GUERRES DES FRANCAIS

ET LES

INVASIONS DES ALLEMANDS

La Prusse accuse la France d'avoir, par son insatiable ambition, apporté sans cesse le trouble dans le monde. A entendre nos ennemis, c'est pour assurer la paix de l'Europe qu'ils doivent réunir à l'Allemagne l'Alsace et la Lorraine. Selon, eux, c'est au plus grand profit de l'humanité et de la civilisation que s'écroulera notre prépondérance politique et militaire. Quand on lit leurs manifestes, leurs discours, leurs articles de journaux, on dirait vraiment que nous sommes le seul peuple qui ait jamais tenté de s'agrandir, que l'Allemagne est restée absolument étrangère à de semblables projets, et que, si elle tira l'épée, ce fut uniquement pour défendre son sol menacé, envahi par des voisins ombrageux ou avides.

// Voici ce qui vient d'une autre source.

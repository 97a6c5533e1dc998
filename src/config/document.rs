//! Configuration document tree.
//!
//! # Responsibilities
//! - Hold the parsed configuration as a mapping/sequence/scalar tree
//! - Address nodes by path (`lidar[0].driver.msop_port`)
//! - Write scalar values into the tree, creating missing mappings on the way
//!
//! # Design Decisions
//! - The root is always a mapping; anything else is rejected at load time
//! - A sequence only grows by appending at its current length
//! - Writing through a scalar is an error, never a silent replacement

use std::fmt;

use serde::de::DeserializeOwned;
use serde_yaml::{Mapping, Value};
use thiserror::Error;

/// One step of a [`TreePath`].
#[derive(Debug, Clone, PartialEq, Eq, Hash)]
pub enum PathSegment {
    /// Mapping key.
    Key(String),
    /// Sequence index.
    Index(usize),
}

/// Location of a node inside a [`Configuration`].
#[derive(Debug, Clone, PartialEq, Eq, Hash, Default)]
pub struct TreePath(Vec<PathSegment>);

impl TreePath {
    /// The empty path, addressing the document root.
    pub fn root() -> Self {
        Self(Vec::new())
    }

    /// Extend the path with a mapping key.
    pub fn key(mut self, key: impl Into<String>) -> Self {
        self.0.push(PathSegment::Key(key.into()));
        self
    }

    /// Extend the path with a sequence index.
    pub fn index(mut self, index: usize) -> Self {
        self.0.push(PathSegment::Index(index));
        self
    }

    pub fn segments(&self) -> &[PathSegment] {
        &self.0
    }

    fn push(&mut self, segment: PathSegment) {
        self.0.push(segment);
    }
}

impl fmt::Display for TreePath {
    fn fmt(&self, f: &mut fmt::Formatter<'_>) -> fmt::Result {
        if self.0.is_empty() {
            return write!(f, "<root>");
        }
        for (i, segment) in self.0.iter().enumerate() {
            match segment {
                PathSegment::Key(key) if i == 0 => write!(f, "{}", key)?,
                PathSegment::Key(key) => write!(f, ".{}", key)?,
                PathSegment::Index(index) => write!(f, "[{}]", index)?,
            }
        }
        Ok(())
    }
}

/// Failure to write a value at a [`TreePath`].
#[derive(Debug, Clone, PartialEq, Eq, Error)]
pub enum WriteError {
    #[error("`{at}` is not a mapping")]
    NotAMapping { at: String },

    #[error("`{at}` is not a sequence")]
    NotASequence { at: String },

    #[error("index {index} is past the end of `{at}` (length {len})")]
    IndexOutOfRange { at: String, index: usize, len: usize },
}

/// A parsed configuration document.
///
/// Built once during startup and then shared read-only with the sensor
/// manager.
#[derive(Debug, Clone, PartialEq)]
pub struct Configuration(Value);

impl Configuration {
    /// Wrap a parsed tree. Returns `None` unless the root is a mapping.
    pub fn from_value(value: Value) -> Option<Self> {
        match value {
            Value::Mapping(_) => Some(Self(value)),
            _ => None,
        }
    }

    /// An empty document.
    pub fn empty() -> Self {
        Self(Value::Mapping(Mapping::new()))
    }

    pub fn as_value(&self) -> &Value {
        &self.0
    }

    /// Look up the node at `path`.
    pub fn get(&self, path: &TreePath) -> Option<&Value> {
        path.segments()
            .iter()
            .try_fold(&self.0, |node, segment| match segment {
                PathSegment::Key(key) => node.get(key.as_str()),
                PathSegment::Index(index) => node.get(*index),
            })
    }

    /// Replace the node at `path` with `value`.
    ///
    /// Missing mapping entries and null nodes along the way are created.
    pub fn set(&mut self, path: &TreePath, value: Value) -> Result<(), WriteError> {
        let mut node = &mut self.0;
        let mut walked = TreePath::root();
        for segment in path.segments() {
            node = descend(node, segment, &walked)?;
            walked.push(segment.clone());
        }
        *node = value;
        Ok(())
    }

    /// Deserialize the whole document into a typed view.
    pub fn deserialize<T: DeserializeOwned>(&self) -> Result<T, serde_yaml::Error> {
        serde_yaml::from_value(self.0.clone())
    }

    /// Render the document back to YAML.
    pub fn to_yaml_string(&self) -> Result<String, serde_yaml::Error> {
        serde_yaml::to_string(&self.0)
    }
}

fn descend<'a>(
    node: &'a mut Value,
    segment: &PathSegment,
    at: &TreePath,
) -> Result<&'a mut Value, WriteError> {
    if node.is_null() {
        *node = match segment {
            PathSegment::Key(_) => Value::Mapping(Mapping::new()),
            PathSegment::Index(_) => Value::Sequence(Vec::new()),
        };
    }

    match (segment, node) {
        (PathSegment::Key(key), Value::Mapping(map)) => Ok(map
            .entry(Value::String(key.clone()))
            .or_insert(Value::Null)),
        (PathSegment::Index(index), Value::Sequence(seq)) => {
            let len = seq.len();
            if *index == len {
                seq.push(Value::Null);
            }
            seq.get_mut(*index).ok_or_else(|| WriteError::IndexOutOfRange {
                at: at.to_string(),
                index: *index,
                len,
            })
        }
        (PathSegment::Key(_), _) => Err(WriteError::NotAMapping { at: at.to_string() }),
        (PathSegment::Index(_), _) => Err(WriteError::NotASequence { at: at.to_string() }),
    }
}
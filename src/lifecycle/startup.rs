//! Startup orchestration.
//!
//! # Responsibilities
//! - Choose the config file from runtime parameters
//! - Resolve the configuration with runtime overrides applied
//! - Print the version banner
//!
//! # Design Decisions
//! - Fail fast: any configuration error is fatal
//! - The path reported as loaded is the path that was read

use std::path::PathBuf;

use crate::config::{resolve, resolve_config_path, ConfigError, Configuration, OverrideSet};
use crate::runtime::RuntimeParams;

/// Outcome of configuration resolution.
#[derive(Debug, Clone)]
pub struct ResolvedConfig {
    /// File the base document was read from.
    pub path: PathBuf,
    pub config: Configuration,
}

/// Resolve the node's configuration from its runtime parameters.
pub fn load_configuration(params: &RuntimeParams) -> Result<ResolvedConfig, ConfigError> {
    let path = resolve_config_path(&params.config_path);
    let overrides = OverrideSet::from_params(params);

    let config = resolve(&path, &overrides)?;
    tracing::info!(
        path = %path.display(),
        overrides = overrides.present().count(),
        "Config loaded"
    );

    Ok(ResolvedConfig { path, config })
}

/// Version banner lines.
pub fn banner() -> Vec<String> {
    let rule = "*".repeat(56);
    let frame = format!("**********{}**********", " ".repeat(36));
    let title = format!("RSLidar_SDK Version: v{}", env!("CARGO_PKG_VERSION"));
    vec![
        rule.clone(),
        frame.clone(),
        format!("**********{:^36}**********", title),
        frame,
        rule,
    ]
}

#[cfg(test)]
mod tests {
    use super::*;
    use std::io::Write;

    #[test]
    fn explicit_path_is_loaded_and_reported() {
        let mut file = tempfile::Builder::new().suffix(".yaml").tempfile().unwrap();
        file.write_all(b"lidar:\n  - driver:\n      lidar_type: RS16\n").unwrap();

        let params = RuntimeParams {
            config_path: file.path().to_string_lossy().into_owned(),
            lidar_type: "RS128".into(),
            ..RuntimeParams::default()
        };
        let resolved = load_configuration(&params).unwrap();
        assert_eq!(resolved.path, file.path());
        assert_eq!(
            resolved.config.as_value()["lidar"][0]["driver"]["lidar_type"],
            serde_yaml::Value::from("RS128")
        );
    }

    #[test]
    fn empty_path_uses_installed_config() {
        let resolved = load_configuration(&RuntimeParams::default()).unwrap();
        assert_eq!(resolved.path, crate::config::loader::default_config_path());
    }

    #[test]
    fn missing_file_is_fatal() {
        let params = RuntimeParams {
            config_path: "/nonexistent/config.yaml".into(),
            ..RuntimeParams::default()
        };
        let err = load_configuration(&params).unwrap_err();
        assert!(err.to_string().contains("/nonexistent/config.yaml"));
    }

    #[test]
    fn banner_lines_have_equal_width() {
        let lines = banner();
        assert_eq!(lines.len(), 5);
        assert!(lines.iter().all(|line| line.chars().count() == 56));
        assert!(lines[2].contains(env!("CARGO_PKG_VERSION")));
    }
}
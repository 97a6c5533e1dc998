//! Lifecycle controller: start the sensor manager, then park until shutdown.
//!
//! # States
//! ```text
//! Created → Running → ShuttingDown → Stopped
//! ```
//!
//! # State Transitions
//! - Created → Running: interrupt handler registered, manager constructed,
//!   `initialize` and `start` both succeeded
//! - Running → ShuttingDown: the shutdown signal is observed, the wait is
//!   released and the manager is handed back to the caller
//! - ShuttingDown → Stopped: the caller has torn the manager down and calls
//!   [`LifecycleController::finish`]
//!
//! # Design Decisions
//! - Startup failures keep the controller in Created and never reach the wait
//! - The controller does not stop the manager; the caller owns teardown and
//!   reports its completion through `finish`
//! - No timeout on the wait; shutdown is signal driven only

use std::fmt;

use thiserror::Error;
use tokio::task::JoinHandle;

use crate::config::Configuration;
use crate::lifecycle::shutdown::ShutdownSignal;
use crate::lifecycle::signals;
use crate::sensor::{SensorError, SensorManager};

/// Controller state.
#[derive(Debug, Clone, Copy, PartialEq, Eq)]
pub enum LifecycleState {
    Created,
    Running,
    ShuttingDown,
    Stopped,
}

impl fmt::Display for LifecycleState {
    fn fmt(&self, f: &mut fmt::Formatter<'_>) -> fmt::Result {
        let name = match self {
            LifecycleState::Created => "created",
            LifecycleState::Running => "running",
            LifecycleState::ShuttingDown => "shutting down",
            LifecycleState::Stopped => "stopped",
        };
        f.write_str(name)
    }
}

/// Where shutdown requests come from.
#[derive(Debug, Clone, Copy, PartialEq, Eq, Default)]
pub enum SignalMode {
    /// Register SIGINT/SIGTERM handlers that trigger the signal.
    #[default]
    Os,
    /// Leave the signal to the caller (tests, embedding applications).
    Manual,
}

/// Fatal startup failure, tagged with the stage that failed.
#[derive(Debug, Error)]
pub enum StartupError {
    #[error("failed to register interrupt handler: {0}")]
    Signals(#[source] std::io::Error),

    #[error("sensor manager initialization failed: {0}")]
    Initialize(#[source] SensorError),

    #[error("sensor manager start failed: {0}")]
    Start(#[source] SensorError),

    #[error("lifecycle controller is {0}, which does not allow this transition")]
    InvalidState(LifecycleState),
}

impl StartupError {
    /// Short name of the failing stage.
    pub fn stage(&self) -> &'static str {
        match self {
            StartupError::Signals(_) => "signals",
            StartupError::Initialize(_) => "initialize",
            StartupError::Start(_) => "start",
            StartupError::InvalidState(_) => "lifecycle",
        }
    }
}

/// Drives one sensor manager from construction to shutdown.
pub struct LifecycleController {
    shutdown: ShutdownSignal,
    mode: SignalMode,
    state: LifecycleState,
    listener: Option<JoinHandle<()>>,
}

impl LifecycleController {
    pub fn new(shutdown: ShutdownSignal) -> Self {
        Self {
            shutdown,
            mode: SignalMode::default(),
            state: LifecycleState::Created,
            listener: None,
        }
    }

    pub fn with_signal_mode(mut self, mode: SignalMode) -> Self {
        self.mode = mode;
        self
    }

    pub fn state(&self) -> LifecycleState {
        self.state
    }

    pub fn shutdown_signal(&self) -> &ShutdownSignal {
        &self.shutdown
    }

    /// Start a sensor manager and block until shutdown is signaled.
    ///
    /// On success the started manager is returned so the caller can stop
    /// and release it.
    pub async fn run<M, F>(&mut self, config: &Configuration, factory: F) -> Result<M, StartupError>
    where
        M: SensorManager,
        F: FnOnce() -> M,
    {
        if self.state != LifecycleState::Created {
            return Err(StartupError::InvalidState(self.state));
        }

        if self.mode == SignalMode::Os {
            let listener = signals::install(self.shutdown.clone()).map_err(StartupError::Signals)?;
            self.listener = Some(listener);
        }

        let mut manager = factory();
        manager.initialize(config).map_err(StartupError::Initialize)?;
        manager.start().map_err(StartupError::Start)?;

        self.state = LifecycleState::Running;
        tracing::info!("RoboSense-LiDAR-Driver is running.....");

        self.shutdown.wait().await;

        self.state = LifecycleState::ShuttingDown;
        tracing::debug!(state = %self.state, "Shutdown observed");
        Ok(manager)
    }

    /// Record that teardown of the manager returned by `run` has completed.
    pub fn finish(&mut self) -> Result<(), StartupError> {
        if self.state != LifecycleState::ShuttingDown {
            return Err(StartupError::InvalidState(self.state));
        }
        self.state = LifecycleState::Stopped;
        tracing::debug!(state = %self.state, "Teardown complete");
        Ok(())
    }
}

impl Drop for LifecycleController {
    fn drop(&mut self) {
        if let Some(listener) = self.listener.take() {
            listener.abort();
        }
    }
}
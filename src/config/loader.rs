//! Configuration loading from disk.

use std::fs;
use std::path::{Path, PathBuf};

use serde_yaml::Value;
use thiserror::Error;

use crate::config::document::Configuration;
use crate::config::resolver::OverrideError;

/// File name of the configuration shipped with the node.
pub const DEFAULT_CONFIG_FILE: &str = "config/config.yaml";

/// Error type for configuration loading and resolution.
#[derive(Debug, Error)]
pub enum ConfigError {
    #[error("failed to read config file {}: {source}", .path.display())]
    Io {
        path: PathBuf,
        #[source]
        source: std::io::Error,
    },

    #[error("the format of config file {} is wrong, please check (e.g. indentation): {source}", .path.display())]
    Parse {
        path: PathBuf,
        #[source]
        source: serde_yaml::Error,
    },

    #[error("the format of config file {} is wrong: {source}", .path.display())]
    ParseToml {
        path: PathBuf,
        #[source]
        source: toml::de::Error,
    },

    #[error("config file {} must contain a mapping at the top level", .path.display())]
    NotAMapping { path: PathBuf },

    #[error("failed to apply runtime override to {}: {source}", .path.display())]
    Override {
        path: PathBuf,
        #[source]
        source: OverrideError,
    },
}

impl ConfigError {
    /// The config file this error refers to.
    pub fn path(&self) -> &Path {
        match self {
            ConfigError::Io { path, .. }
            | ConfigError::Parse { path, .. }
            | ConfigError::ParseToml { path, .. }
            | ConfigError::NotAMapping { path }
            | ConfigError::Override { path, .. } => path,
        }
    }
}

/// Document syntax, chosen by file extension.
#[derive(Debug, Clone, Copy, PartialEq, Eq)]
pub enum DocumentFormat {
    Yaml,
    Toml,
}

impl DocumentFormat {
    pub fn from_path(path: &Path) -> Self {
        match path.extension().and_then(|ext| ext.to_str()) {
            Some(ext) if ext.eq_ignore_ascii_case("toml") => DocumentFormat::Toml,
            _ => DocumentFormat::Yaml,
        }
    }
}

/// Path of the configuration installed alongside the node.
pub fn default_config_path() -> PathBuf {
    Path::new(env!("CARGO_MANIFEST_DIR")).join(DEFAULT_CONFIG_FILE)
}

/// Pick the config file to load. An empty override keeps the default.
pub fn resolve_config_path(override_path: &str) -> PathBuf {
    if override_path.is_empty() {
        default_config_path()
    } else {
        PathBuf::from(override_path)
    }
}

/// Load and parse a configuration document.
pub fn load_config(path: &Path) -> Result<Configuration, ConfigError> {
    let content = fs::read_to_string(path).map_err(|source| ConfigError::Io {
        path: path.to_path_buf(),
        source,
    })?;

    let value: Value = match DocumentFormat::from_path(path) {
        DocumentFormat::Yaml => serde_yaml::from_str(&content).map_err(|source| ConfigError::Parse {
            path: path.to_path_buf(),
            source,
        })?,
        DocumentFormat::Toml => toml::from_str(&content).map_err(|source| ConfigError::ParseToml {
            path: path.to_path_buf(),
            source,
        })?,
    };

    Configuration::from_value(value).ok_or_else(|| ConfigError::NotAMapping {
        path: path.to_path_buf(),
    })
}

#[cfg(test)]
mod tests {
    use super::*;
    use std::io::Write;

    fn write_temp(suffix: &str, content: &str) -> tempfile::NamedTempFile {
        let mut file = tempfile::Builder::new().suffix(suffix).tempfile().unwrap();
        file.write_all(content.as_bytes()).unwrap();
        file
    }

    #[test]
    fn empty_override_keeps_default() {
        assert_eq!(resolve_config_path(""), default_config_path());
        assert!(default_config_path().ends_with("config/config.yaml"));
    }

    #[test]
    fn explicit_override_wins() {
        assert_eq!(resolve_config_path("/etc/lidar.yaml"), PathBuf::from("/etc/lidar.yaml"));
    }

    #[test]
    fn format_from_extension() {
        assert_eq!(DocumentFormat::from_path(Path::new("a.yaml")), DocumentFormat::Yaml);
        assert_eq!(DocumentFormat::from_path(Path::new("a.yml")), DocumentFormat::Yaml);
        assert_eq!(DocumentFormat::from_path(Path::new("a.TOML")), DocumentFormat::Toml);
        assert_eq!(DocumentFormat::from_path(Path::new("config")), DocumentFormat::Yaml);
    }

    #[test]
    fn missing_file_reports_path() {
        let err = load_config(Path::new("/nonexistent/rslidar/config.yaml")).unwrap_err();
        assert!(matches!(err, ConfigError::Io { .. }));
        assert_eq!(err.path(), Path::new("/nonexistent/rslidar/config.yaml"));
        assert!(err.to_string().contains("/nonexistent/rslidar/config.yaml"));
    }

    #[test]
    fn bad_indentation_is_parse_error() {
        let file = write_temp(".yaml", "lidar:\n  - driver:\n      lidar_type: RS16\n     msop_port: 6699\n");
        let err = load_config(file.path()).unwrap_err();
        assert!(matches!(err, ConfigError::Parse { .. }));
        assert_eq!(err.path(), file.path());
    }

    #[test]
    fn scalar_root_is_rejected() {
        let file = write_temp(".yaml", "just a string\n");
        let err = load_config(file.path()).unwrap_err();
        assert!(matches!(err, ConfigError::NotAMapping { .. }));
    }

    #[test]
    fn toml_document_loads_into_tree() {
        let file = write_temp(
            ".toml",
            "[common]\nmsg_source = 1\n\n[[lidar]]\n[lidar.driver]\nlidar_type = \"RS16\"\nmsop_port = 6699\n",
        );
        let config = load_config(file.path()).unwrap();
        let value = config.as_value();
        assert_eq!(value["lidar"][0]["driver"]["lidar_type"], Value::from("RS16"));
        assert_eq!(value["lidar"][0]["driver"]["msop_port"], Value::from(6699));
        assert_eq!(value["common"]["msg_source"], Value::from(1));
    }

    #[test]
    fn malformed_toml_is_parse_error() {
        let file = write_temp(".toml", "[lidar\nmsop_port = ");
        let err = load_config(file.path()).unwrap_err();
        assert!(matches!(err, ConfigError::ParseToml { .. }));
    }
}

On s'étonne que cette thèse se soit produite dans un pays où fleurissent les études historiques, où l'érudition est populaire. Certes il n'est pas besoin d'avoir pâli sur les livres, fouillé les dépôts d'archives, compulsé les documens originaux, pour savoir que, si la France a parfois été poussée par l'esprit de conquête, si elle a eu ses jours d'ivresse guerrière, les autres états européens n'ont pas moins de reproches à s'adresser à cet égard. Chacun a eu ses accès d'orgueil et de convoitise, chacun, à diverses époques, a tenté de fonder sa propre grandeur sur l'abaissement ou la ruine d'un rival. Ainsi l'autorisait un droit que je qualifierais d'ancien, si les événemens contemporains ne s'étaient chargés de démontrer qu'il est encore en vigueur, si certains politiques ne continuaient à en suivre les maximes. Les guerres ont toujours été d'ailleurs une façon de ter

TOME XCI.

15 FÉVRIER 1871.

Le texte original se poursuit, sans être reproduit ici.